* DATA EXCERPTS
- - -

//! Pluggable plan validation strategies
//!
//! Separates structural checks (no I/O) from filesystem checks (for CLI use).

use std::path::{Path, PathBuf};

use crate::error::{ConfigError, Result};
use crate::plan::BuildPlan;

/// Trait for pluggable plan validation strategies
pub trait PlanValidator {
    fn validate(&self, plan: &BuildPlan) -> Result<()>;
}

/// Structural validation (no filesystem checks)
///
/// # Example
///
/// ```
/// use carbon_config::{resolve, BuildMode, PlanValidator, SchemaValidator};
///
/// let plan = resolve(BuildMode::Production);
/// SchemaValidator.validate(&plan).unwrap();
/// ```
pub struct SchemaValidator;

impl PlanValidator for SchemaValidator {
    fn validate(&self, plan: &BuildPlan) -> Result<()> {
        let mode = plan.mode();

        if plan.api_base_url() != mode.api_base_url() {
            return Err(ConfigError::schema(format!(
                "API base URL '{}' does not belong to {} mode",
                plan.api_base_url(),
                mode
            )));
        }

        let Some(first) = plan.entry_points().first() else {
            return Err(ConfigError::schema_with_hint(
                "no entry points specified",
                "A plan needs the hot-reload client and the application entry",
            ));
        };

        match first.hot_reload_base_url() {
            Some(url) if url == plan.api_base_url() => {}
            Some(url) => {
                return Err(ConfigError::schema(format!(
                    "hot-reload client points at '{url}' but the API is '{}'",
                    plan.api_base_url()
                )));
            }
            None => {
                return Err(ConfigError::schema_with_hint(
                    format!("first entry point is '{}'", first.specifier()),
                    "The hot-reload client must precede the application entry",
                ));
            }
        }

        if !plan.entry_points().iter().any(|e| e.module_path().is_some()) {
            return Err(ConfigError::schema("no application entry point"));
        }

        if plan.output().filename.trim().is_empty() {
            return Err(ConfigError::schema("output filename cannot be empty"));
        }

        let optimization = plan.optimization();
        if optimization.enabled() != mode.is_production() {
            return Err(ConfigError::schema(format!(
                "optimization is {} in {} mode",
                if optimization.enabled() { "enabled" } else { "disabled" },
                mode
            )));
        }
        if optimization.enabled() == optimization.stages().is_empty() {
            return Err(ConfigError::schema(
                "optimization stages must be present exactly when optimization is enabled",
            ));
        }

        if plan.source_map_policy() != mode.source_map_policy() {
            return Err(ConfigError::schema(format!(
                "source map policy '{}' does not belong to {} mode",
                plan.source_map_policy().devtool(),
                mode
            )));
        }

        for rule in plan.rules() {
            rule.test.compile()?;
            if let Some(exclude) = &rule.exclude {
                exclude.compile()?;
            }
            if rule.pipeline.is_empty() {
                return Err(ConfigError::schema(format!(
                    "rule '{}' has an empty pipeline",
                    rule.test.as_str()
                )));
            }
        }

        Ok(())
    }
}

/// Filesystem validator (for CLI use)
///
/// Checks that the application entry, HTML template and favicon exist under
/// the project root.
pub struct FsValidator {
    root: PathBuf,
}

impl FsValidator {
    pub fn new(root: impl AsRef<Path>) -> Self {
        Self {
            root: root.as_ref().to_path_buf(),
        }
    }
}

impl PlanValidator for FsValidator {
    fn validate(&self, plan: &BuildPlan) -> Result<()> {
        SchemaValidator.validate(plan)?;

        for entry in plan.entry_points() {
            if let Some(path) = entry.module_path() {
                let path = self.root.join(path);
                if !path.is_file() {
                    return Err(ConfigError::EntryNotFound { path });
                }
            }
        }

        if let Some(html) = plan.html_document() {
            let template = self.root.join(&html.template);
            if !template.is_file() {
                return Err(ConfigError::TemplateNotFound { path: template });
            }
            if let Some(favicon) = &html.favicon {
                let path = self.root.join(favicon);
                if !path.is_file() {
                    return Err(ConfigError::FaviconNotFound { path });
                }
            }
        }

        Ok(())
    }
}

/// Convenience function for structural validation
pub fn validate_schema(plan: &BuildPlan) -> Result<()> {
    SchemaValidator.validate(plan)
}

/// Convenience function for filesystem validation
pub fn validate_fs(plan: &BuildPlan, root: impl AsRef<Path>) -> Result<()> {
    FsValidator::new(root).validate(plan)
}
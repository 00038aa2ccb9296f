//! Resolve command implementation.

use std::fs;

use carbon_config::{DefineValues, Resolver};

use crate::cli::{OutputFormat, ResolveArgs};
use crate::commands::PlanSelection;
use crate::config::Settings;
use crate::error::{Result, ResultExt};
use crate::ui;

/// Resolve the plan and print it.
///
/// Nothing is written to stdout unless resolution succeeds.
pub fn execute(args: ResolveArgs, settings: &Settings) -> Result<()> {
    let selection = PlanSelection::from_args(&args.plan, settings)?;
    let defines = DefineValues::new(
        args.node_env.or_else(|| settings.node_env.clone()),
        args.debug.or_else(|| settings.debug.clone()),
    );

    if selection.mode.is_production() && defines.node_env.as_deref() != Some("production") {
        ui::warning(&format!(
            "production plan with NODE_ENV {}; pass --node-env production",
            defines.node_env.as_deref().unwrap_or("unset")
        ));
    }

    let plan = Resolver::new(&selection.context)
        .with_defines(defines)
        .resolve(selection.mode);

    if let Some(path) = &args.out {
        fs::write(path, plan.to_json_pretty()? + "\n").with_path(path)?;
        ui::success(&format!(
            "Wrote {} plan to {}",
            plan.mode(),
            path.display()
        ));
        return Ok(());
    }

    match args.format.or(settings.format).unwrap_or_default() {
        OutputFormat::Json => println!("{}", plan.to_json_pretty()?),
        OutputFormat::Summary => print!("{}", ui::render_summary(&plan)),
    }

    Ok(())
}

- - -

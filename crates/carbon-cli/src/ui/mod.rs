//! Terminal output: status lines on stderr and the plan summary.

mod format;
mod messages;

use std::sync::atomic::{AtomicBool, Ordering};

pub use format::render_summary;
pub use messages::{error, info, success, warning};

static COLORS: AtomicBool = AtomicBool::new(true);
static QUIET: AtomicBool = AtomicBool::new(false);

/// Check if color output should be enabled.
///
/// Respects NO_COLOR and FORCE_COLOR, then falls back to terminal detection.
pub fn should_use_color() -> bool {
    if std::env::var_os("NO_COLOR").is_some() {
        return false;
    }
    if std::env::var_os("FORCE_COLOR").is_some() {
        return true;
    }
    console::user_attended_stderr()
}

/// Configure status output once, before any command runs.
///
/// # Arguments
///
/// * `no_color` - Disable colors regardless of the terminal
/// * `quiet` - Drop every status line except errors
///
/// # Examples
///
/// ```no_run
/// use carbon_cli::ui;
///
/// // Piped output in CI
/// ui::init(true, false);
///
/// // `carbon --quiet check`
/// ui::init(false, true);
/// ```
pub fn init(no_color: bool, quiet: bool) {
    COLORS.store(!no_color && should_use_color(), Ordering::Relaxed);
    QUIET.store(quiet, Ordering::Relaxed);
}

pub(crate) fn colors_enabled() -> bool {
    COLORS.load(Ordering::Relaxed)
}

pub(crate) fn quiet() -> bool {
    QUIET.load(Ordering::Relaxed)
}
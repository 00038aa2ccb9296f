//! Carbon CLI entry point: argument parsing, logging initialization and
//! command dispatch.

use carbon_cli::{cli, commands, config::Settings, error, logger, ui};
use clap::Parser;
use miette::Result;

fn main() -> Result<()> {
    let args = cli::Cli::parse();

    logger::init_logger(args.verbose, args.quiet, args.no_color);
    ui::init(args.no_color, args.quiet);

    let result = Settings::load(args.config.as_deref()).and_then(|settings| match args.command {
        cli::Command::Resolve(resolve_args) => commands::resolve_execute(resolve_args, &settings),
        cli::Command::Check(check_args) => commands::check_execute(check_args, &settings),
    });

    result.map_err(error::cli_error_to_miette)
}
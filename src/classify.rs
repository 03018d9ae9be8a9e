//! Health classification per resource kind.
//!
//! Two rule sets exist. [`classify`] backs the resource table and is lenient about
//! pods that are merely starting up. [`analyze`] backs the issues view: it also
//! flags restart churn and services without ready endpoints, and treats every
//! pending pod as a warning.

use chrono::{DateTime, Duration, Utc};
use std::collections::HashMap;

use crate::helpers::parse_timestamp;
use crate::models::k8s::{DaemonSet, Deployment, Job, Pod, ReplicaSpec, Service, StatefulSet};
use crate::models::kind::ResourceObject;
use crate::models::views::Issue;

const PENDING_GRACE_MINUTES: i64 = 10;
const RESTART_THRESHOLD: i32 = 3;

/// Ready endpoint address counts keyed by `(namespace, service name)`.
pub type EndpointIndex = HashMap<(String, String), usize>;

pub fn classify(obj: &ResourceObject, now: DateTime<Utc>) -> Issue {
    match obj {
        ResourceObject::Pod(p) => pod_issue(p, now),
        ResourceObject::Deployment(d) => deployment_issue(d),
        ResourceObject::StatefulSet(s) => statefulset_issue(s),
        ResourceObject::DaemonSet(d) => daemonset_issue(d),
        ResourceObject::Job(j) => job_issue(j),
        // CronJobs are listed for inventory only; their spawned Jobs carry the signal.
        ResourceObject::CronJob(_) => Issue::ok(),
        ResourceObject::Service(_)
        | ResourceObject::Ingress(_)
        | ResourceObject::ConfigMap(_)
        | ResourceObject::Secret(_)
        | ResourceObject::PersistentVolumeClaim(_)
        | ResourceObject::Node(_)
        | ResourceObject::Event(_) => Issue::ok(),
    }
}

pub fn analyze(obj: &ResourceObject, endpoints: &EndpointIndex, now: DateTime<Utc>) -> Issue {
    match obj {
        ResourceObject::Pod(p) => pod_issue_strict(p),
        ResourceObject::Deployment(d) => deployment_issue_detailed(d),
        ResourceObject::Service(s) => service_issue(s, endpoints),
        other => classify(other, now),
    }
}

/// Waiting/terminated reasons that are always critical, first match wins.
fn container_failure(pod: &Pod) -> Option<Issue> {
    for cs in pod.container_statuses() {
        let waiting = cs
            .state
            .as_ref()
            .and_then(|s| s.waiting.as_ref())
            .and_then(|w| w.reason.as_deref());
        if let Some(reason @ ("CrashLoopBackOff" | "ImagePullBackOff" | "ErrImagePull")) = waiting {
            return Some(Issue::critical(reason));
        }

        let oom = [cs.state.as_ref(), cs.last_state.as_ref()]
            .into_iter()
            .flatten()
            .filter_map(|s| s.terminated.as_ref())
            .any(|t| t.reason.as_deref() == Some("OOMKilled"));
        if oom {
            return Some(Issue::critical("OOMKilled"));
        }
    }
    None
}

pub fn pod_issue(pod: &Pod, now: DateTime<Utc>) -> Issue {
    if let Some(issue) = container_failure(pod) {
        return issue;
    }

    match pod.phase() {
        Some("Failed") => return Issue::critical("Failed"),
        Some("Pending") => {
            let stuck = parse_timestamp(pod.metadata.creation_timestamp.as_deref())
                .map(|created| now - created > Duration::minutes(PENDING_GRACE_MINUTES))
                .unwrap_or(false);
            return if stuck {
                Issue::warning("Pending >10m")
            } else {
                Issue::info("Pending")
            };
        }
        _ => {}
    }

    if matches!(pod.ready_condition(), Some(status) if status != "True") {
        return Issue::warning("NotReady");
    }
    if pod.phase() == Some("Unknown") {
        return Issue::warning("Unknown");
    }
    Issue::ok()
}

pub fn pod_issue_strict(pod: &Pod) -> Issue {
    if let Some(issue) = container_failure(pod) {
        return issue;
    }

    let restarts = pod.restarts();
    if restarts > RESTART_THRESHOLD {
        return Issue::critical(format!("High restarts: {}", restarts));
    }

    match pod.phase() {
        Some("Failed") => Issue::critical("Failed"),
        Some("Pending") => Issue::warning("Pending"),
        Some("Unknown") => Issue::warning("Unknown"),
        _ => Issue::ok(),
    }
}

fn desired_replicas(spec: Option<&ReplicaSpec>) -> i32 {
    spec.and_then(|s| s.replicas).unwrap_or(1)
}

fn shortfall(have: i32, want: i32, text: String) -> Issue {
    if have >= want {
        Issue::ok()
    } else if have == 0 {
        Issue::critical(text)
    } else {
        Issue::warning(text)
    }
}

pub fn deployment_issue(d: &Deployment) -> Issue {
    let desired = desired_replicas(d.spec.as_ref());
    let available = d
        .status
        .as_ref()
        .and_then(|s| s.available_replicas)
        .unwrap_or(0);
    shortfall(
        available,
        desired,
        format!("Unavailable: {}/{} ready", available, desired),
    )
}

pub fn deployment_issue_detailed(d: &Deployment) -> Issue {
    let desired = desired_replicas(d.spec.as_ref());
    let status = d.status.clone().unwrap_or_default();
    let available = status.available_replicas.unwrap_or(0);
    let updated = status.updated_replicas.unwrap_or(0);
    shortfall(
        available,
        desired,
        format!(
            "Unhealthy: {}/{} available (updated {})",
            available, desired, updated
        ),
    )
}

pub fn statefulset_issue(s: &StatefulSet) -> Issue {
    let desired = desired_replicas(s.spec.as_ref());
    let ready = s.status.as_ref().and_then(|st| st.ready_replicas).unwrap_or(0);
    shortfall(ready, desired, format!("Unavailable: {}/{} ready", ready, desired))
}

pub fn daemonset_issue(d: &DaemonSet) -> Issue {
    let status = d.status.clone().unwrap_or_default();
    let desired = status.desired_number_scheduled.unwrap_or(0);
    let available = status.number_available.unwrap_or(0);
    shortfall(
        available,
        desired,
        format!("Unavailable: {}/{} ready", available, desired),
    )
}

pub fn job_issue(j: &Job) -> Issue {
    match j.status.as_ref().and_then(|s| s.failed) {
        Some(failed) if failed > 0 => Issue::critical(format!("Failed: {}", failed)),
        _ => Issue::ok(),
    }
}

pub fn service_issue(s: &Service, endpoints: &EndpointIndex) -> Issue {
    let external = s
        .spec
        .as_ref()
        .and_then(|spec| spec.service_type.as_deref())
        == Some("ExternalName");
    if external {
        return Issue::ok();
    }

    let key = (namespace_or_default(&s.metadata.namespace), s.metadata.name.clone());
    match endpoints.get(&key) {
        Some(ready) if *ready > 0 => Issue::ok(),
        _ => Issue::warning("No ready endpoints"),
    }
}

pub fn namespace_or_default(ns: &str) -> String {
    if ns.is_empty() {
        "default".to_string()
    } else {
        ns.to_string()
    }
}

- - -

* EXERCISE
Filter the records, keeping only lines that contain "filename", and show those lines.

* OUTPUT BELOW
        if plan.output().filename.trim().is_empty() {
            return Err(ConfigError::schema("output filename cannot be empty"));
filename crates/carbon-cli/src/ui/mod.rs
filename src/classify.rs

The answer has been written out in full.